> [YOUR TASK]: Check each line of the data below for the word "Clone", then extract the ones that have it.

> [TASK INPUTS]:

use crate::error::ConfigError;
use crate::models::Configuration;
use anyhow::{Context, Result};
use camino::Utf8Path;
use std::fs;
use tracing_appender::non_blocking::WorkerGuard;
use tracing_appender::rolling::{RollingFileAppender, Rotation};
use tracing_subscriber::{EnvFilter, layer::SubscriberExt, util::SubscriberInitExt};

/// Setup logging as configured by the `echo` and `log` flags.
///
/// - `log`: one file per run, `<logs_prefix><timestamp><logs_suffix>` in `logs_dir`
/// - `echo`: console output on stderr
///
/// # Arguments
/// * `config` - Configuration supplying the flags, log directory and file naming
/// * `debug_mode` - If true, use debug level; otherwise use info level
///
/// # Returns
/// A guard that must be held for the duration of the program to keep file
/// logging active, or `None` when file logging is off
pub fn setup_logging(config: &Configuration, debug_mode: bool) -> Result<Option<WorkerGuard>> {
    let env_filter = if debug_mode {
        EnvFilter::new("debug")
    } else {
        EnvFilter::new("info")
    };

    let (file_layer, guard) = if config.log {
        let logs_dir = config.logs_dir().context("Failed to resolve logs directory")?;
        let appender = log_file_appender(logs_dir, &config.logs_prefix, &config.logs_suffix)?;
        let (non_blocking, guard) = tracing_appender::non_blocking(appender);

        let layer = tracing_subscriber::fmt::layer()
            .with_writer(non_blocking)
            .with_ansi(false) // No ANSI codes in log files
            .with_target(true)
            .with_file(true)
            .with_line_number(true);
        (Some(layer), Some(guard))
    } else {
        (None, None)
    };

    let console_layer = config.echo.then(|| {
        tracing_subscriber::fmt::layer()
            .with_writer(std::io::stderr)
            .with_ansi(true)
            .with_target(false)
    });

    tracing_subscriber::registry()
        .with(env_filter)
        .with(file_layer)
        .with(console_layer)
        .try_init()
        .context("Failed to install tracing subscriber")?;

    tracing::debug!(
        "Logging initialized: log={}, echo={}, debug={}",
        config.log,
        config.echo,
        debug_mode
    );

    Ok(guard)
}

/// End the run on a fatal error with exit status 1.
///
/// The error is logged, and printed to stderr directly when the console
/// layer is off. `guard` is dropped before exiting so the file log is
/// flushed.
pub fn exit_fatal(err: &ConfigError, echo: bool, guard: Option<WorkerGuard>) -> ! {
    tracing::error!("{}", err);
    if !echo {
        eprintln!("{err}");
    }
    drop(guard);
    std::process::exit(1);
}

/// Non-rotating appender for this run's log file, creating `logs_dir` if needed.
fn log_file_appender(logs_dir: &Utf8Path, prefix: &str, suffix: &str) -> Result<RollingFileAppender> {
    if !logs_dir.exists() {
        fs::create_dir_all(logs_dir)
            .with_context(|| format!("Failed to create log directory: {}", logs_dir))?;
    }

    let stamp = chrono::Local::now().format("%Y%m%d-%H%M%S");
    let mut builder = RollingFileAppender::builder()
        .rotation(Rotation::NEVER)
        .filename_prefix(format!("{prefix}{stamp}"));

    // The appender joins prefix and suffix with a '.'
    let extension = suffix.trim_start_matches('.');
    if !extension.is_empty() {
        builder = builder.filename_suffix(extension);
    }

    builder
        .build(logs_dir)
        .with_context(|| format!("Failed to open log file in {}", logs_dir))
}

==

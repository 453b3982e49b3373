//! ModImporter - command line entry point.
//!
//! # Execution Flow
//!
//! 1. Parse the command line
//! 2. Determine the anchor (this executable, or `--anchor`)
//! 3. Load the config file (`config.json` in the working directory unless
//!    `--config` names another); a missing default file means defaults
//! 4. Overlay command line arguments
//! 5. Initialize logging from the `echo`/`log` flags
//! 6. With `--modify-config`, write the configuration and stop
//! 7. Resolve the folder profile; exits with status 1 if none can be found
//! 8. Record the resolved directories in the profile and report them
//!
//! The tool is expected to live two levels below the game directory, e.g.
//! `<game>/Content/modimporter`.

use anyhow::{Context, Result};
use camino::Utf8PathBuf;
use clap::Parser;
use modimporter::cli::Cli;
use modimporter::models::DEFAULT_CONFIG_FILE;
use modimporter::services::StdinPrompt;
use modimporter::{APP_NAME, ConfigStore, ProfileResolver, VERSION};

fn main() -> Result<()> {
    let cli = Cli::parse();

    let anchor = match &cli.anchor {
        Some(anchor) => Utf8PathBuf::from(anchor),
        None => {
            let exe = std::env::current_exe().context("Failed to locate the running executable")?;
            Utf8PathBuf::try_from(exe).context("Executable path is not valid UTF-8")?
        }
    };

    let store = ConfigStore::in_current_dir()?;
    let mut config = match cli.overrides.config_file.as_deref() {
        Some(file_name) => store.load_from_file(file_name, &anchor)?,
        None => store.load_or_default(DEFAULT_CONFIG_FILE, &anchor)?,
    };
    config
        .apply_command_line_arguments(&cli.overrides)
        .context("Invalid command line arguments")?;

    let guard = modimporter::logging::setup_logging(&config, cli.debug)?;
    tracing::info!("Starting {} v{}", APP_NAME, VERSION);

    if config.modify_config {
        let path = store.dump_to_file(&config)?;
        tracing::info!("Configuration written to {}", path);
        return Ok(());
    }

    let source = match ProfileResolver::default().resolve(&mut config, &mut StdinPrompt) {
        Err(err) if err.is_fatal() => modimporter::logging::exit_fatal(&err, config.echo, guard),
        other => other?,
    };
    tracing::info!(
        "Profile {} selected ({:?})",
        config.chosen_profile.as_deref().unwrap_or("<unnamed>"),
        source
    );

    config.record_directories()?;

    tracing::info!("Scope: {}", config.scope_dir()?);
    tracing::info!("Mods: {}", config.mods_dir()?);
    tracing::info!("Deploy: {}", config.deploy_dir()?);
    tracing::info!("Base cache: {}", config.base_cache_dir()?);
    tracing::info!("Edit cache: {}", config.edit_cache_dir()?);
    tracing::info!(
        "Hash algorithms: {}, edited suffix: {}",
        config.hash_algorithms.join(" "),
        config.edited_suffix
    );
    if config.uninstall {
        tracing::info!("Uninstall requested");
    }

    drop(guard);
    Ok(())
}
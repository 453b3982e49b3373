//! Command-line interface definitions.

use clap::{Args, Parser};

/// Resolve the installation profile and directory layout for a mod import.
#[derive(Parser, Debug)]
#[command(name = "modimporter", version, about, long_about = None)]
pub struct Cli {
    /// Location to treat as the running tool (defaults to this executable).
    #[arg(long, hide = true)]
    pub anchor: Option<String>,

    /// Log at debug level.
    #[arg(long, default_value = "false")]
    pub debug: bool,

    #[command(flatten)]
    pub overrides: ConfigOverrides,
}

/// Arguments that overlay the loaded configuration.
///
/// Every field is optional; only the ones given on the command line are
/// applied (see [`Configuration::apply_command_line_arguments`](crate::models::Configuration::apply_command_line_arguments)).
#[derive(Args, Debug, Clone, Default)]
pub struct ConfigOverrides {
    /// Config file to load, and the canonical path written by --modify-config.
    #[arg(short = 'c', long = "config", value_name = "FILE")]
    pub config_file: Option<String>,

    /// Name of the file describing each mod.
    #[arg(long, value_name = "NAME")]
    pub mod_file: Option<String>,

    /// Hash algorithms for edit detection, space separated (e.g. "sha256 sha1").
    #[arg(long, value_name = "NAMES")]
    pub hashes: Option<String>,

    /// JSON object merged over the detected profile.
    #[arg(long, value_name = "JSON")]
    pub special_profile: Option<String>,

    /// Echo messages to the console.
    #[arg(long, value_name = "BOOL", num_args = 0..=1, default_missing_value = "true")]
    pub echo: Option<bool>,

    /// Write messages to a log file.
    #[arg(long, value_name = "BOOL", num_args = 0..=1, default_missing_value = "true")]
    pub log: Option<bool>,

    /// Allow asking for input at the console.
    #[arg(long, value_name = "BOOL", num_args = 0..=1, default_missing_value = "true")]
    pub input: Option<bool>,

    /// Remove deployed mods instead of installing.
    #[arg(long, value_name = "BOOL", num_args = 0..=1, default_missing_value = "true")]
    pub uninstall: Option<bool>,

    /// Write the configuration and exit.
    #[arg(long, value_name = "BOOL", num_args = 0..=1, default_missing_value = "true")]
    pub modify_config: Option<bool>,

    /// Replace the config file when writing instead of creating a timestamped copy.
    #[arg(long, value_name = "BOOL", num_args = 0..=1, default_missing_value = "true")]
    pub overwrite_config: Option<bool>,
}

...

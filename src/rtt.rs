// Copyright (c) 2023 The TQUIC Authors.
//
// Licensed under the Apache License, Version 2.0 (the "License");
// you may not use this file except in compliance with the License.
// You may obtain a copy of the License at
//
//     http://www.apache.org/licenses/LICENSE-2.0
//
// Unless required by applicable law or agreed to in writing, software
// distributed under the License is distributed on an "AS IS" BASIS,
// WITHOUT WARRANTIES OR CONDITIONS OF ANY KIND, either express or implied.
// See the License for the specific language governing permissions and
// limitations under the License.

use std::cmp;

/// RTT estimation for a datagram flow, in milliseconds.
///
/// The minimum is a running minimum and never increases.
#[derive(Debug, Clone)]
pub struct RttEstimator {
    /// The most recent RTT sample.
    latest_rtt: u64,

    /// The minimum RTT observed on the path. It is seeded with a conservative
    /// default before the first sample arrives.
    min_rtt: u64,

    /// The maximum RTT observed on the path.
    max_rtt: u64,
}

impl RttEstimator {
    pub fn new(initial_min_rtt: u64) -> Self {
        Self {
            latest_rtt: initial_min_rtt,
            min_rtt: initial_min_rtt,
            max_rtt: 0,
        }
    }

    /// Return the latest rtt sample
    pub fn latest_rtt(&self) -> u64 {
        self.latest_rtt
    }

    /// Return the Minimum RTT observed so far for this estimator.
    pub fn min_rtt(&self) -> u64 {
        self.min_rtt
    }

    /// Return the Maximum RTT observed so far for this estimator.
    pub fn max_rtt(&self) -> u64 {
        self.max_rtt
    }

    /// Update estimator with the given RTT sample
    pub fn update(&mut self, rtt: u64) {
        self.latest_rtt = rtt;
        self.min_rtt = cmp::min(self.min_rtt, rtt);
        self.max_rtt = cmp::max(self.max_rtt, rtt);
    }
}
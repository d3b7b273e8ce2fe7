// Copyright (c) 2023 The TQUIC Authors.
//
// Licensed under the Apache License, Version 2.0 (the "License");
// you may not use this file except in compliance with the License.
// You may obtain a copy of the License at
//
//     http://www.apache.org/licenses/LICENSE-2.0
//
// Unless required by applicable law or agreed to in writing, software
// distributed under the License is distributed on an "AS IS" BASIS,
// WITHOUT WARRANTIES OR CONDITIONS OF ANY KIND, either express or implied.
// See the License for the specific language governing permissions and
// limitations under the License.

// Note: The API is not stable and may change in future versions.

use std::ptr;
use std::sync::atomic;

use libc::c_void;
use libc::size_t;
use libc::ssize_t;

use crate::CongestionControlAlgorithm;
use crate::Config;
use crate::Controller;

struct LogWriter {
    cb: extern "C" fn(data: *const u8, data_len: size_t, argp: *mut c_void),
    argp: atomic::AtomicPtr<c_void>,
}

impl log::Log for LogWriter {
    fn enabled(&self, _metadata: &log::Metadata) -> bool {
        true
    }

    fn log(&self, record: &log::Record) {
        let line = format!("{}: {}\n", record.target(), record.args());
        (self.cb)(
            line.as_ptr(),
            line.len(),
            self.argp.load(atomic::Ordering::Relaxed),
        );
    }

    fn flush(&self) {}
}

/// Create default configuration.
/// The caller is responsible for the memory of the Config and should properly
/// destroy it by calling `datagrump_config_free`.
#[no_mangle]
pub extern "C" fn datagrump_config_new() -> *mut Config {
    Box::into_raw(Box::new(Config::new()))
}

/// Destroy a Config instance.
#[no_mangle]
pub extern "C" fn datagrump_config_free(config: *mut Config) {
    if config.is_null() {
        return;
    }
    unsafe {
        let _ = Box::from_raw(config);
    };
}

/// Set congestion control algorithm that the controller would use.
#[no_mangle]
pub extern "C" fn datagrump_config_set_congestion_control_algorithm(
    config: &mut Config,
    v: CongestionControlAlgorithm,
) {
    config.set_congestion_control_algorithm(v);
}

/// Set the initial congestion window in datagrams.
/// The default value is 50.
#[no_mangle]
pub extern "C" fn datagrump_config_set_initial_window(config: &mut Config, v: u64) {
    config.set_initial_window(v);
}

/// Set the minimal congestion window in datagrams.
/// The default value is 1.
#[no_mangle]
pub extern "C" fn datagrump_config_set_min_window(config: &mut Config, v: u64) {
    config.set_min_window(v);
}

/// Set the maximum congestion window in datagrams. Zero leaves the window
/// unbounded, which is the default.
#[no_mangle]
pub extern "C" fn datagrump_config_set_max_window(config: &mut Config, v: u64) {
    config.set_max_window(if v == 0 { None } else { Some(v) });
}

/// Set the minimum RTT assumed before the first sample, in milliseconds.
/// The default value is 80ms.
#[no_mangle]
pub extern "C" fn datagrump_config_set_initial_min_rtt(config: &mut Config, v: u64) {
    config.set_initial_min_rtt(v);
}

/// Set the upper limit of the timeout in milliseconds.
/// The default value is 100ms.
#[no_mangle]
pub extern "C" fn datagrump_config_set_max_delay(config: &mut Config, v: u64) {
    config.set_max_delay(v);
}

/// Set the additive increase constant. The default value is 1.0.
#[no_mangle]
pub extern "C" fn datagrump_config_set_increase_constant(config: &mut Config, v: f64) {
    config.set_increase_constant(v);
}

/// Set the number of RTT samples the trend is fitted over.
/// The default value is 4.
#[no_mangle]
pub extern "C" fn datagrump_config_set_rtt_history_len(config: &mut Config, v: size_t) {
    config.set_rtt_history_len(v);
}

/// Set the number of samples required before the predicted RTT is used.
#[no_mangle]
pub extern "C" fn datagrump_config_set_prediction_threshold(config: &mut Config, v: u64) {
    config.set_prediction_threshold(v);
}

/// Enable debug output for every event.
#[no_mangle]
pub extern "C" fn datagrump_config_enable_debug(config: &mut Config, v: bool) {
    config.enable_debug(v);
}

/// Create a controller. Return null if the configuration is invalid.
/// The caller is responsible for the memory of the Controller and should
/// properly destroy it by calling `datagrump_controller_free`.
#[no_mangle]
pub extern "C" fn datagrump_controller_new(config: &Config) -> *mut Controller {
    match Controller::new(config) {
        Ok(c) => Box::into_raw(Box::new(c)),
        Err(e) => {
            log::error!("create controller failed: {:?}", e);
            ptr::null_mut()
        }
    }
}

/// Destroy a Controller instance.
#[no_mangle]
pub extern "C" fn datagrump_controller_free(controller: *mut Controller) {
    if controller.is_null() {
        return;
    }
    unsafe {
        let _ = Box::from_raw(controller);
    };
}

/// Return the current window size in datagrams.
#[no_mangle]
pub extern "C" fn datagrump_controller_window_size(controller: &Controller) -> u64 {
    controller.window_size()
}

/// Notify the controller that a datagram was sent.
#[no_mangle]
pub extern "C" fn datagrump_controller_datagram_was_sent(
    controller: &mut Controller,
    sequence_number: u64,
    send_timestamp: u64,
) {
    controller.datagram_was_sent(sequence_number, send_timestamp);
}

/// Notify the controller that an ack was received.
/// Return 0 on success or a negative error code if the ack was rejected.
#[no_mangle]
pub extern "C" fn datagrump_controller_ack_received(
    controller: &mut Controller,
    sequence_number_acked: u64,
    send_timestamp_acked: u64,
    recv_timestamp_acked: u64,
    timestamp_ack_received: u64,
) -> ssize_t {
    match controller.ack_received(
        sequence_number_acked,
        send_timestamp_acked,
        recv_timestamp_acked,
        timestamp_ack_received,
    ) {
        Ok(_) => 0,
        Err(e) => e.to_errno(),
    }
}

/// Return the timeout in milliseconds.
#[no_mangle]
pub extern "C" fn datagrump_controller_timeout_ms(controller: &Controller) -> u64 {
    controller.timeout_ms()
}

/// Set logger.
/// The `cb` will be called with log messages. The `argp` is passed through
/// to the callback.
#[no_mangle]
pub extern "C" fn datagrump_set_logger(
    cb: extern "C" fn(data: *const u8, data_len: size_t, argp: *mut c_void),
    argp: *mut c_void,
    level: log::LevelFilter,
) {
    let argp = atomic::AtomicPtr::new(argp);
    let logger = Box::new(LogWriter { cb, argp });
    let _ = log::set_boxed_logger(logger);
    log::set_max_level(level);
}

> [SOLUTION TO THIS EXERCISE]:
#[derive(Args, Debug, Clone, Default)]
#[derive(Debug, Clone)]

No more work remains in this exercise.